Kym Bonython is a name synonymous with ‘the Golden Age of Speedway’ and in particular Adelaide’s famous Rowley Park Speedway. With a flair for promotion and financial management Bonython became known by many nicknames during his 20-year tenure as promoter such as ‘Mr Speedway, The Bozz, Pie Eater and the Cecial B. DeMille of Brompton’. The talented Bonython also raced Speedcars during the gladiatorial days of the 1950’s and 60’s first purchasing an ex Dave Cooper Ford A and was encouraged by a few first season wins to commission Jack Brabham to design and build a twin-cylinder car. Spare parts for the custom engine had to be machined and assembled by hand so it was difficult to maintain and therefore made way for a Bill Reynolds Holden-powered car which did not meet expectations, so following an appearance of the Eddie Thomas Speedcar at Rowley Park, Bonython negotiated to purchase the car from Victoria. This combination graced victory lane in the first 50-lap Speedcar Derby at Tracey’s Speedway in Melbourne and the 1956 Australian Championship in Queensland.
In 1963 Bonython was offered a test drive of the Jimmy Davies Offenhauser, which was less cumbersome and more responsive than the Holden-powered cars and more reliable in races over 20 laps. Bonython was so impressed he naturally wanted to purchase a similar car and was introduced to New Jersey’s Joe Barzda and a Studebaker Speedcar was exchanged.
Ironically Barzda introduced Bonython to his Adelaide friend Mac Diamond, who was a whiz mechanic and later looked after Bonython’s racecars. Bonython continued to race up until the end of the 1968-69 season in the imported Kurtis Craft Offenhauser Roadster while all along promoting Rowley Park Speedway.
Meanwhile Bonython continually sought for better and more exciting attractions to keep the public even more interested in Rowley Park with annual Fireworks displays and imported champion drivers from overseas such as Bob Tattersall,
Jimmy Davies, Leroy Warriner, Johnny Tolan, Sherman Cleveland, Mike McGreevey, Hank Brown, Don Meacham, Bus Brosene, Stock Car ace Marshall Sergent and female Powder Puff Derby driver Bobby Borghese.
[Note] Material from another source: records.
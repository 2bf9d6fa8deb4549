//! SQL value and row types exchanged between the source, the transform
//! pipeline and the target loaders.
//!
//! The value set is deliberately closed: everything a SQLite storage class can
//! hold, plus a native boolean for targets that have one.

use std::fmt;

use serde::{Deserialize, Serialize};

/// A single scalar value.
#[derive(Debug, Clone, PartialEq, Serialize, Deserialize)]
#[serde(untagged)]
pub enum SqlValue {
    /// SQL NULL.
    Null,

    /// Boolean value.
    Bool(bool),

    /// 64-bit signed integer.
    Int(i64),

    /// 64-bit floating point.
    Float(f64),

    /// Text data.
    Text(String),

    /// Opaque binary data.
    Bytes(Vec<u8>),
}

impl SqlValue {
    /// Check if this value is NULL.
    #[must_use]
    pub fn is_null(&self) -> bool {
        matches!(self, SqlValue::Null)
    }

    /// Borrow the text payload, if this is a text value.
    #[must_use]
    pub fn as_text(&self) -> Option<&str> {
        match self {
            SqlValue::Text(s) => Some(s),
            _ => None,
        }
    }

    /// Integer view of the value, when it holds one.
    #[must_use]
    pub fn as_i64(&self) -> Option<i64> {
        match self {
            SqlValue::Int(v) => Some(*v),
            _ => None,
        }
    }

    /// Short name of the variant, used in log lines and rejection reasons.
    #[must_use]
    pub fn kind(&self) -> &'static str {
        match self {
            SqlValue::Null => "null",
            SqlValue::Bool(_) => "bool",
            SqlValue::Int(_) => "int",
            SqlValue::Float(_) => "float",
            SqlValue::Text(_) => "text",
            SqlValue::Bytes(_) => "bytes",
        }
    }
}

impl fmt::Display for SqlValue {
    fn fmt(&self, f: &mut fmt::Formatter<'_>) -> fmt::Result {
        match self {
            SqlValue::Null => write!(f, "NULL"),
            SqlValue::Bool(v) => write!(f, "{}", v),
            SqlValue::Int(v) => write!(f, "{}", v),
            SqlValue::Float(v) => write!(f, "{}", v),
            SqlValue::Text(v) => write!(f, "{:?}", v),
            SqlValue::Bytes(v) => write!(f, "<{} bytes>", v.len()),
        }
    }
}

impl From<bool> for SqlValue {
    fn from(v: bool) -> Self {
        SqlValue::Bool(v)
    }
}

impl From<i64> for SqlValue {
    fn from(v: i64) -> Self {
        SqlValue::Int(v)
    }
}

impl From<i32> for SqlValue {
    fn from(v: i32) -> Self {
        SqlValue::Int(v as i64)
    }
}

impl From<f64> for SqlValue {
    fn from(v: f64) -> Self {
        SqlValue::Float(v)
    }
}

impl From<String> for SqlValue {
    fn from(v: String) -> Self {
        SqlValue::Text(v)
    }
}

impl From<&str> for SqlValue {
    fn from(v: &str) -> Self {
        SqlValue::Text(v.to_string())
    }
}

impl From<Vec<u8>> for SqlValue {
    fn from(v: Vec<u8>) -> Self {
        SqlValue::Bytes(v)
    }
}

impl<T: Into<SqlValue>> From<Option<T>> for SqlValue {
    fn from(v: Option<T>) -> Self {
        v.map(Into::into).unwrap_or(SqlValue::Null)
    }
}

/// An ordered mapping from column name to value.
///
/// Column order is the order in which the source returned the columns, and it
/// is the order used for the generated INSERT column list.
#[derive(Debug, Clone, Default, PartialEq)]
pub struct TableRow {
    columns: Vec<(String, SqlValue)>,
}

impl TableRow {
    /// Create an empty row.
    pub fn new() -> Self {
        Self::default()
    }

    /// Create an empty row with room for `n` columns.
    pub fn with_capacity(n: usize) -> Self {
        Self {
            columns: Vec::with_capacity(n),
        }
    }

    /// Set a column, replacing the value in place if the column already exists.
    pub fn insert(&mut self, column: impl Into<String>, value: impl Into<SqlValue>) {
        let column = column.into();
        let value = value.into();
        match self.columns.iter_mut().find(|(name, _)| *name == column) {
            Some((_, slot)) => *slot = value,
            None => self.columns.push((column, value)),
        }
    }

    /// Builder-style [`insert`](Self::insert).
    #[must_use]
    pub fn with(mut self, column: impl Into<String>, value: impl Into<SqlValue>) -> Self {
        self.insert(column, value);
        self
    }

    /// Get the value of a column.
    pub fn get(&self, column: &str) -> Option<&SqlValue> {
        self.columns
            .iter()
            .find(|(name, _)| name == column)
            .map(|(_, v)| v)
    }

    /// Check whether the row carries a column (NULL values count as present).
    pub fn contains(&self, column: &str) -> bool {
        self.columns.iter().any(|(name, _)| name == column)
    }

    /// Column names in order.
    pub fn column_names(&self) -> impl Iterator<Item = &str> {
        self.columns.iter().map(|(name, _)| name.as_str())
    }

    /// Values in column order.
    pub fn values(&self) -> impl Iterator<Item = &SqlValue> {
        self.columns.iter().map(|(_, v)| v)
    }

    /// Iterate over `(column, value)` pairs in order.
    pub fn iter(&self) -> impl Iterator<Item = (&str, &SqlValue)> {
        self.columns.iter().map(|(name, v)| (name.as_str(), v))
    }

    /// Number of columns.
    pub fn len(&self) -> usize {
        self.columns.len()
    }

    /// Whether the row has no columns.
    pub fn is_empty(&self) -> bool {
        self.columns.is_empty()
    }
}

impl IntoIterator for TableRow {
    type Item = (String, SqlValue);
    type IntoIter = std::vec::IntoIter<(String, SqlValue)>;

    fn into_iter(self) -> Self::IntoIter {
        self.columns.into_iter()
    }
}

impl<K: Into<String>, V: Into<SqlValue>> FromIterator<(K, V)> for TableRow {
    fn from_iter<I: IntoIterator<Item = (K, V)>>(iter: I) -> Self {
        let mut row = TableRow::new();
        for (k, v) in iter {
            row.insert(k, v);
        }
        row
    }
}

#[cfg(test)]
mod tests {
    use super::*;

    #[test]
    fn test_row_preserves_insertion_order() {
        let row = TableRow::new()
            .with("id", 1i64)
            .with("name", "primary")
            .with("psk", SqlValue::Null);

        let names: Vec<&str> = row.column_names().collect();
        assert_eq!(names, vec!["id", "name", "psk"]);
        assert!(row.contains("psk"));
        assert_eq!(row.get("name"), Some(&SqlValue::Text("primary".into())));
    }

    #[test]
    fn test_row_insert_replaces_in_place() {
        let mut row = TableRow::new().with("a", 1i64).with("b", 2i64);
        row.insert("a", 10i64);

        let pairs: Vec<(&str, &SqlValue)> = row.iter().collect();
        assert_eq!(pairs[0], ("a", &SqlValue::Int(10)));
        assert_eq!(row.len(), 2);
    }

    #[test]
    fn test_option_into_value() {
        let v: SqlValue = Option::<i64>::None.into();
        assert!(v.is_null());
        let v: SqlValue = Some("x").into();
        assert_eq!(v.as_text(), Some("x"));
    }

    #[test]
    fn test_value_deserializes_untagged() {
        let v: SqlValue = serde_yaml::from_str("42").unwrap();
        assert_eq!(v, SqlValue::Int(42));
        let v: SqlValue = serde_yaml::from_str("true").unwrap();
        assert_eq!(v, SqlValue::Bool(true));
        let v: SqlValue = serde_yaml::from_str("'light'").unwrap();
        assert_eq!(v, SqlValue::Text("light".into()));
    }
}
//! MySQL/MariaDB target loader.
//!
//! Rows go in one at a time through `INSERT IGNORE` inside one transaction per
//! table. When a statement affects no row, `SHOW WARNINGS` tells a duplicate
//! key (skipped) apart from a refused row (rejected).

use std::collections::HashMap;

use async_trait::async_trait;
use mysql_async::prelude::*;
use mysql_async::{Conn, Opts, OptsBuilder, Pool, PoolConstraints, PoolOpts, SslOpts, TxOpts};
use tracing::{debug, info, warn};

use super::catalog;
use super::MysqlDialect;
use crate::config::TargetLocator;
use crate::core::{
    first_rows, ColumnCatalog, Dialect, LoadReport, RowBatches, RowOutcome, SqlValue,
    TargetEngine, TargetLoader,
};
use crate::drivers::common::SslMode;
use crate::error::{MigrateError, Result};

/// ER_DUP_ENTRY, reported as a warning under INSERT IGNORE.
const ER_DUP_ENTRY: u32 = 1062;

/// Statements run on every new connection. Without NO_AUTO_VALUE_ON_ZERO an
/// explicit 0 in an AUTO_INCREMENT column is replaced by the next counter value.
const SESSION_INIT: [&str; 2] = [
    "SET NAMES utf8mb4",
    "SET SESSION sql_mode = CONCAT_WS(',', NULLIF(@@SESSION.sql_mode, ''), 'NO_AUTO_VALUE_ON_ZERO')",
];

/// MySQL target loader implementation using mysql_async.
pub struct MysqlLoader {
    pool: Pool,
    dialect: MysqlDialect,
}

impl MysqlLoader {
    /// Connect and verify the connection with `SELECT 1`.
    pub async fn connect(locator: &TargetLocator) -> Result<Self> {
        let opts = Opts::from_url(locator.url())
            .map_err(|e| MigrateError::Config(format!("invalid MySQL locator {}: {}", locator, e)))?;

        let constraints = PoolConstraints::new(1, 1)
            .ok_or_else(|| MigrateError::Config("invalid MySQL pool constraints".into()))?;

        let mut builder = OptsBuilder::from_opts(opts)
            .init(SESSION_INIT.to_vec())
            .pool_opts(PoolOpts::new().with_constraints(constraints));

        match ssl_opts(locator.ssl_mode()) {
            Some(ssl) => builder = builder.ssl_opts(ssl),
            None => warn!("MySQL TLS is disabled. Credentials will be transmitted in plaintext."),
        }

        let opts: Opts = builder.into();
        let pool = Pool::new(opts);

        let mut conn = pool
            .get_conn()
            .await
            .map_err(|e| MigrateError::connection(e, format!("connecting to {}", locator)))?;
        conn.query_drop("SELECT 1")
            .await
            .map_err(|e| MigrateError::connection(e, "testing MySQL target connection"))?;
        drop(conn);

        info!("Connected to MySQL target: {}", locator);

        Ok(Self {
            pool,
            dialect: MysqlDialect::new(),
        })
    }

    async fn conn(&self) -> Result<Conn> {
        self.pool
            .get_conn()
            .await
            .map_err(|e| MigrateError::connection(e, "getting MySQL connection"))
    }
}

/// mysql_async cannot fall back from TLS to plain TCP, so `prefer` connects
/// without TLS.
fn ssl_opts(mode: SslMode) -> Option<SslOpts> {
    match mode {
        SslMode::Disable | SslMode::Prefer => None,
        SslMode::Require => Some(SslOpts::default().with_danger_accept_invalid_certs(true)),
        SslMode::VerifyCa => Some(SslOpts::default().with_danger_skip_domain_validation(true)),
        SslMode::VerifyFull => Some(SslOpts::default()),
    }
}

/// Convert a value for binding. Booleans become TINYINT 0/1.
fn to_mysql_value(value: &SqlValue) -> mysql_async::Value {
    match value {
        SqlValue::Null => mysql_async::Value::NULL,
        SqlValue::Bool(b) => mysql_async::Value::Int(i64::from(*b)),
        SqlValue::Int(i) => mysql_async::Value::Int(*i),
        SqlValue::Float(f) => mysql_async::Value::Double(*f),
        SqlValue::Text(s) => mysql_async::Value::Bytes(s.as_bytes().to_vec()),
        SqlValue::Bytes(b) => mysql_async::Value::Bytes(b.clone()),
    }
}

/// Classify a statement that affected no row from its warnings.
fn classify_warnings(warnings: &[(String, u32, String)]) -> RowOutcome {
    if warnings.is_empty() || warnings.iter().any(|(_, code, _)| *code == ER_DUP_ENTRY) {
        return RowOutcome::Conflict;
    }
    let reason = warnings
        .iter()
        .map(|(_, code, message)| format!("{} ({})", message, code))
        .collect::<Vec<_>>()
        .join("; ");
    RowOutcome::Rejected(reason)
}

#[async_trait]
impl TargetLoader for MysqlLoader {
    fn engine(&self) -> TargetEngine {
        TargetEngine::Mysql
    }

    async fn execute_ddl(&self, statement: &str) -> Result<()> {
        let mut conn = self.conn().await?;
        match conn.query_drop(statement).await {
            Ok(()) => Ok(()),
            Err(mysql_async::Error::Server(e)) => {
                Err(MigrateError::Schema(format!("{} ({})", e.message, e.code)))
            }
            Err(e) => Err(e.into()),
        }
    }

    async fn column_catalog(&self, table: &str) -> Result<ColumnCatalog> {
        let mut conn = self.conn().await?;
        catalog::load_columns(&mut conn, table).await
    }

    async fn load_table(&self, table: &str, mut batches: RowBatches) -> Result<LoadReport> {
        let mut report = LoadReport::default();
        let Some(first) = first_rows(&mut batches).await? else {
            return Ok(report);
        };

        let mut conn = self.conn().await?;
        let mut tx = conn
            .start_transaction(TxOpts::default())
            .await
            .map_err(|e| MigrateError::load(table, e))?;

        let mut statements: HashMap<Vec<String>, String> = HashMap::new();

        // An error from the stream drops the transaction uncommitted.
        let mut next = Some(first);
        while let Some(rows) = next {
            for row in &rows {
                let columns: Vec<String> = row.column_names().map(str::to_string).collect();
                let sql = statements
                    .entry(columns)
                    .or_insert_with_key(|cols| self.dialect.build_insert_ignore(table, cols));
                let params: Vec<mysql_async::Value> = row.values().map(to_mysql_value).collect();

                let outcome = match tx.exec_drop(sql.as_str(), params).await {
                    Ok(()) if tx.affected_rows() > 0 => RowOutcome::Applied,
                    Ok(()) => {
                        let warnings: Vec<(String, u32, String)> = tx
                            .query("SHOW WARNINGS")
                            .await
                            .map_err(|e| MigrateError::load(table, e))?;
                        classify_warnings(&warnings)
                    }
                    Err(mysql_async::Error::Server(e)) => {
                        RowOutcome::Rejected(format!("{} ({})", e.message, e.code))
                    }
                    // Dropping the transaction rolls the whole table back.
                    Err(e) => return Err(MigrateError::load(table, e)),
                };

                if let RowOutcome::Rejected(reason) = &outcome {
                    warn!("{}: row rejected: {}", table, reason);
                }
                report.record(outcome);
            }
            next = batches.recv().await.transpose()?;
        }

        tx.commit().await.map_err(|e| MigrateError::load(table, e))?;

        debug!(
            "{}: {} applied, {} conflicts, {} rejected",
            table,
            report.applied,
            report.conflicts,
            report.rejected_count()
        );
        Ok(report)
    }

    async fn resync_sequence(&self, table: &str, column: &str) -> Result<i64> {
        let mut conn = self.conn().await?;
        if !catalog::is_auto_increment(&mut conn, table, column).await? {
            return Err(MigrateError::Schema(format!(
                "{}.{} is not AUTO_INCREMENT",
                table, column
            )));
        }

        let max_sql = format!(
            "SELECT COALESCE(MAX({}), 0) FROM {}",
            self.dialect.quote_ident(column),
            self.dialect.quote_ident(table)
        );
        let max_val: Option<i64> = conn.query_first(&max_sql).await?;
        let next_val = max_val.unwrap_or(0) + 1;

        let reset_sql = format!(
            "ALTER TABLE {} AUTO_INCREMENT = {}",
            self.dialect.quote_ident(table),
            next_val
        );
        conn.query_drop(&reset_sql).await?;
        Ok(next_val)
    }

    async fn close(&self) {
        if let Err(e) = self.pool.clone().disconnect().await {
            debug!("MySQL pool disconnect: {}", e);
        }
    }
}

#[cfg(test)]
mod tests {
    use super::*;

    #[test]
    fn test_to_mysql_value() {
        assert_eq!(to_mysql_value(&SqlValue::Null), mysql_async::Value::NULL);
        assert_eq!(to_mysql_value(&SqlValue::Bool(true)), mysql_async::Value::Int(1));
        assert_eq!(to_mysql_value(&SqlValue::Int(-3)), mysql_async::Value::Int(-3));
        assert_eq!(
            to_mysql_value(&SqlValue::from("abc")),
            mysql_async::Value::Bytes(b"abc".to_vec())
        );
    }

    #[test]
    fn test_session_keeps_explicit_zero_ids() {
        assert_eq!(SESSION_INIT[0], "SET NAMES utf8mb4");
        assert!(SESSION_INIT[1].contains("NO_AUTO_VALUE_ON_ZERO"));
        assert!(SESSION_INIT[1].contains("@@SESSION.sql_mode"));
    }

    #[test]
    fn test_classify_warnings() {
        assert_eq!(classify_warnings(&[]), RowOutcome::Conflict);

        let duplicate = vec![(
            "Warning".to_string(),
            1062,
            "Duplicate entry '1' for key 'PRIMARY'".to_string(),
        )];
        assert_eq!(classify_warnings(&duplicate), RowOutcome::Conflict);

        let fk = vec![(
            "Warning".to_string(),
            1452,
            "Cannot add or update a child row: a foreign key constraint fails".to_string(),
        )];
        match classify_warnings(&fk) {
            RowOutcome::Rejected(reason) => assert!(reason.contains("1452")),
            other => panic!("expected rejection, got {:?}", other),
        }
    }

    #[test]
    fn test_ssl_opts() {
        assert!(ssl_opts(SslMode::Disable).is_none());
        assert!(ssl_opts(SslMode::Prefer).is_none());
        assert!(ssl_opts(SslMode::Require).is_some());
        assert!(ssl_opts(SslMode::VerifyFull).is_some());
    }
}
//! meshdb-migrate CLI - MeshMonitor SQLite to PostgreSQL/MySQL migration.

use std::path::PathBuf;
use std::process::ExitCode;

use clap::Parser;
use meshdb_migrate::error::EXIT_CONFIG_ERROR;
use meshdb_migrate::{
    MigrateError, MigrationOptions, MigrationSpec, MigrationSummary, Orchestrator, SchemaSource,
    TableStatus, DEFAULT_BATCH_SIZE,
};
use tracing::{info, Level};

#[derive(Parser)]
#[command(name = "meshdb-migrate")]
#[command(about = "Migrate a MeshMonitor SQLite database to PostgreSQL or MySQL")]
#[command(version)]
struct Cli {
    /// Source SQLite database (sqlite://path, file:path or a plain path)
    #[arg(long, env = "MESHDB_SOURCE")]
    source: String,

    /// Target database URL (postgres://... or mysql://...)
    #[arg(long, env = "MESHDB_TARGET")]
    target: String,

    /// Count and transform rows without writing anything
    #[arg(long)]
    dry_run: bool,

    /// Log at debug level
    #[arg(short, long)]
    verbose: bool,

    /// Rows read from the source per batch
    #[arg(long, default_value_t = DEFAULT_BATCH_SIZE)]
    batch_size: usize,

    /// YAML migration spec to use instead of the builtin MeshMonitor spec
    #[arg(long)]
    spec: Option<PathBuf>,

    /// DDL script applied strictly before loading data
    #[arg(long, conflicts_with = "no_schema")]
    schema: Option<PathBuf>,

    /// Canonical table list shipped with --schema
    #[arg(long, requires = "schema", value_delimiter = ',')]
    schema_tables: Vec<String>,

    /// Do not create target tables; they must already exist
    #[arg(long)]
    no_schema: bool,

    /// Output JSON summary to stdout
    #[arg(long)]
    output_json: bool,

    /// Log format: text or json
    #[arg(long, default_value = "text")]
    log_format: String,

    /// Log verbosity: debug, info, warn, error
    #[arg(long, default_value = "info")]
    verbosity: String,
}

#[tokio::main]
async fn main() -> ExitCode {
    let cli = match Cli::try_parse() {
        Ok(cli) => cli,
        Err(e) => return usage_exit(e),
    };

    match run(cli).await {
        Ok(()) => ExitCode::SUCCESS,
        Err(e) => {
            eprintln!("{}", e.format_detailed());
            ExitCode::from(e.exit_code())
        }
    }
}

/// Help and version exit 0; usage errors exit with the configuration-error
/// status.
fn usage_exit(e: clap::Error) -> ExitCode {
    let _ = e.print();
    if e.use_stderr() {
        ExitCode::from(EXIT_CONFIG_ERROR)
    } else {
        ExitCode::SUCCESS
    }
}

async fn run(cli: Cli) -> Result<(), MigrateError> {
    let verbosity = if cli.verbose { "debug" } else { cli.verbosity.as_str() };
    setup_logging(verbosity, &cli.log_format);

    let mut options = MigrationOptions::new(&cli.source, &cli.target)?;
    options.dry_run = cli.dry_run;
    options.verbose = cli.verbose;
    options.batch_size = cli.batch_size;
    options.schema = match (cli.schema, cli.no_schema) {
        (Some(path), _) => SchemaSource::Script {
            path,
            tables: cli.schema_tables,
        },
        (None, true) => SchemaSource::None,
        (None, false) => SchemaSource::Derived,
    };
    if let Some(path) = &cli.spec {
        options.spec = MigrationSpec::load(path)?;
        info!("Loaded migration spec from {:?}", path);
    }

    let mut orchestrator = Orchestrator::new(options)?;
    let summary = orchestrator.run().await?;

    if cli.output_json {
        println!("{}", serde_json::to_string_pretty(&summary)?);
    } else {
        print_summary(&summary);
    }
    Ok(())
}

fn print_summary(summary: &MigrationSummary) {
    let status_msg = if summary.dry_run {
        "Dry run completed!"
    } else {
        "Migration completed!"
    };
    println!("\n{}", status_msg);
    println!("  Run ID: {}", summary.run_id);
    println!("  Target: {}", summary.engine);

    for stats in &summary.tables {
        let detail = match &stats.status {
            TableStatus::Migrated => {
                let mut line = format!(
                    "{} migrated in {:.2}s",
                    stats.migrated_rows,
                    stats.elapsed.as_secs_f64()
                );
                if stats.conflicts > 0 {
                    line.push_str(&format!(", {} already present", stats.conflicts));
                }
                if stats.rejected > 0 {
                    line.push_str(&format!(", {} rejected", stats.rejected));
                }
                line
            }
            TableStatus::DryRun => "dry run".to_string(),
            TableStatus::Empty => "skipped (empty)".to_string(),
            TableStatus::Unreadable(reason) => format!("skipped ({})", reason),
        };
        println!("  {:<32} {:>8} rows  {}", stats.table, stats.source_rows, detail);
    }

    println!("  Duration: {:.2}s", summary.duration_seconds);
    println!(
        "  Rows: {} source, {} migrated",
        summary.total_source_rows, summary.total_migrated_rows
    );
    if !summary.resynced.is_empty() {
        println!("  Identity columns resynced: {}", summary.resynced.len());
    }
    for warning in &summary.warnings {
        println!("  Warning: {}", warning);
    }
}

fn setup_logging(verbosity: &str, format: &str) {
    let level = match verbosity.to_lowercase().as_str() {
        "debug" => Level::DEBUG,
        "info" => Level::INFO,
        "warn" => Level::WARN,
        "error" => Level::ERROR,
        _ => Level::INFO,
    };

    let subscriber = tracing_subscriber::fmt()
        .with_max_level(level)
        .with_writer(std::io::stderr)
        .with_target(false);

    if format == "json" {
        subscriber.json().init();
    } else {
        subscriber.init();
    }
}
//! MySQL catalog introspection.

use mysql_async::prelude::*;
use mysql_async::Conn;

use crate::core::{ColumnCatalog, ColumnType};
use crate::error::Result;

const COLUMNS_QUERY: &str = r#"
    SELECT CAST(COLUMN_NAME AS CHAR(255)),
           CAST(DATA_TYPE AS CHAR(64)),
           CAST(COLUMN_TYPE AS CHAR(255))
    FROM information_schema.COLUMNS
    WHERE TABLE_SCHEMA = DATABASE() AND TABLE_NAME = ?
    ORDER BY ORDINAL_POSITION
"#;

/// Load the column catalog of a table in the connection's current database.
///
/// A table that does not exist yields an empty catalog.
pub(crate) async fn load_columns(conn: &mut Conn, table: &str) -> Result<ColumnCatalog> {
    let rows: Vec<(String, String, String)> = conn.exec(COLUMNS_QUERY, (table,)).await?;

    let mut catalog = ColumnCatalog::new(table);
    for (name, data_type, column_type) in rows {
        let category = ColumnType::from_mysql(&data_type, &column_type);
        catalog.add(name, column_type, category);
    }
    Ok(catalog)
}

/// Whether `table.column` is an AUTO_INCREMENT column.
pub(crate) async fn is_auto_increment(conn: &mut Conn, table: &str, column: &str) -> Result<bool> {
    let found: Option<String> = conn
        .exec_first(
            "SELECT CAST(COLUMN_NAME AS CHAR(255)) FROM information_schema.COLUMNS \
             WHERE TABLE_SCHEMA = DATABASE() AND TABLE_NAME = ? AND COLUMN_NAME = ? \
             AND EXTRA LIKE '%auto_increment%'",
            (table, column),
        )
        .await?;
    Ok(found.is_some())
}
Mixed with interstate and
local competitors the likes of Ray Revel, Jeff Freeman, the Beasley Brothers, Johnny Stewart, Jack Brabham, Harry Neale, Arnie Sunstrom, John Moyle, Phil Herreen, Zeke Agars, Jack ‘Gelignite’ Murray, Murray Parker, Ray Skipper, Bill Wigzell and Geroge Tatnell.
It was always a major financial risk to bring new drivers and attractions to Rowley Park however none paid off more so than Australia’s first Demolition Derby in 1964/65. Seventy cars entered and attendance swelled from the usual 10 000 spectators to over 20 000. Police ordered that no more could enter so hundreds of people were left standing outside to hear the crunch of metal and the shriek of the crowd.
Born on September 15, 1920 Bonython was christened Hugh Reskymer Bonython in honour of the Sheriff of Cornwall (1620’s) where the family lineage can be traced. As a youngster he begged his mother to take him to the Speedway Royale at the Wayville Showgrounds and was hooked for life.
Upon the outbreak of the Second World War Bonython resigned from his junior accounting position with J.F. Key, Reid & Co. to volunteer for the R.A.A.F. When the Japanese invasion erupted in 1941 Bonython served as a Reconnaissance, Torpedo Bomber and Mosquito pilot with many narrow escapes and was awarded the Distinguished Flying Cross and Air Force Cross.
After discharge Bonython began a successful dairy farm and cattle stud (St Magnus) and in 1952 Bonython was invited by the Mayor of Hindmarsh to tender for the lease of Rowley Park Speedway.
Bonython’s addiction for speed took him from promoting and racing at Rowley Park on Friday to Tracey’s Speedway in Melbourne or the Sydney Showground on Saturday night and on many occasions on to Brisbane for the following weekend or back home for a Sunday Speed Boat race.
In 1965 Bonython opened an art gallery in Sydney and moved there in 1972, selling his Rowley Park lease to a group of ex-speedway drivers and car owners. In 1977 Bonython returned to Adelaide to be close to his sick mother and purchased his original gallery in North Adelaide.
He passed away in 2011, being granted a state funeral by the South Australian Government.